• DATASET RECORDS
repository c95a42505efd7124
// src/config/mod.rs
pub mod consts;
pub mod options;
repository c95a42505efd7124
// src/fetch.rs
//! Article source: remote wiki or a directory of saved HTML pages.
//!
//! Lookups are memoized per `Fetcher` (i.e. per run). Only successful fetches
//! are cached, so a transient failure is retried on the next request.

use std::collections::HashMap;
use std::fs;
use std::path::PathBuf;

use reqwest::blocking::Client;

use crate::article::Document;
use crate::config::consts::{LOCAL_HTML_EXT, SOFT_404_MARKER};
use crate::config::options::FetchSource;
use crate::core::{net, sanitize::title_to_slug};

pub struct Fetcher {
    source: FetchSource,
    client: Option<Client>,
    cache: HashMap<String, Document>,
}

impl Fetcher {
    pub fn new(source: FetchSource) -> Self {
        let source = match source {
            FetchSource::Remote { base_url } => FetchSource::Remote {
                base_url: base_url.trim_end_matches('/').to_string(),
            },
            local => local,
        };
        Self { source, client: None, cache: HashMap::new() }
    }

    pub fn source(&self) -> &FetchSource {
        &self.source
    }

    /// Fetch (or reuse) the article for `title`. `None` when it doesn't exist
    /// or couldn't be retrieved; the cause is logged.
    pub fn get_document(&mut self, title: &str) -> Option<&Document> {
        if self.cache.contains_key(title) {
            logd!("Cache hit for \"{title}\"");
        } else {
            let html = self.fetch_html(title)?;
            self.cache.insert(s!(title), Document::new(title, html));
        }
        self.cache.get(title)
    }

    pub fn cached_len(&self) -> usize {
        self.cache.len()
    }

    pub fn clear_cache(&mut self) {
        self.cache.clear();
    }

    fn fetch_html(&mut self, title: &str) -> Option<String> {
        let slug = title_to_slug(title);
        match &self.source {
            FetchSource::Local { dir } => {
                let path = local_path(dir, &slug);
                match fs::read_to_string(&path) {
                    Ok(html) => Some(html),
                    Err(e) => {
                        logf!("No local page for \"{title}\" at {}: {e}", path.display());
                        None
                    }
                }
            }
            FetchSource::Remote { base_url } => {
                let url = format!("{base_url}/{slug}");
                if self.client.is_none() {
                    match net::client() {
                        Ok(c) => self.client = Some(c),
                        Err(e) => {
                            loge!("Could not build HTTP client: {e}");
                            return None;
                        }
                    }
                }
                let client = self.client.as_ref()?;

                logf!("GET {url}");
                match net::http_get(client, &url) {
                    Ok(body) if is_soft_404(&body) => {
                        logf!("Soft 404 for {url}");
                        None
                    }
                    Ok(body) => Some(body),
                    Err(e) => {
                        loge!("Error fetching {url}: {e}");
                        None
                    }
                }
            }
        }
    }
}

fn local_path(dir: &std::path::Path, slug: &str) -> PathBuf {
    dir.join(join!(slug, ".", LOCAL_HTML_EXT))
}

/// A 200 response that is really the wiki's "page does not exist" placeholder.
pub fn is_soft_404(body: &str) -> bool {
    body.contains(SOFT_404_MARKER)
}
---
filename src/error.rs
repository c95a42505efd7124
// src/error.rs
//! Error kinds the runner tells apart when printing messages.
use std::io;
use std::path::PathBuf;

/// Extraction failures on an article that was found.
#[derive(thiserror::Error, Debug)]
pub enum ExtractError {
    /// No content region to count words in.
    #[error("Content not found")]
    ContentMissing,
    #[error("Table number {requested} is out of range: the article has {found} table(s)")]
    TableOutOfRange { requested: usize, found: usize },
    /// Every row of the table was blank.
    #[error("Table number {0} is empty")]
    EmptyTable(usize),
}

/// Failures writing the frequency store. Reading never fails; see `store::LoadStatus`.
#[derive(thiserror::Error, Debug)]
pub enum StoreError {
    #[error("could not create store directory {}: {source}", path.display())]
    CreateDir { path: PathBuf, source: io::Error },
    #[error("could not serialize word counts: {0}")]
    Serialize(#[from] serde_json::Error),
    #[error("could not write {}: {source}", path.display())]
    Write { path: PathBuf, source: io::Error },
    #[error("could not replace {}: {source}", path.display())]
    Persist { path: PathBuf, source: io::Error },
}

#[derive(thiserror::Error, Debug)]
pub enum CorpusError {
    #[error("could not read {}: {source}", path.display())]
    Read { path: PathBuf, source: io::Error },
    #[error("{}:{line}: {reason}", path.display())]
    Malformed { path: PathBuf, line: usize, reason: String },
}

• EXERCISE GOAL
Supply only the number of lines above in which "logf" occurs.

• RESPONSE TO THE TASK
3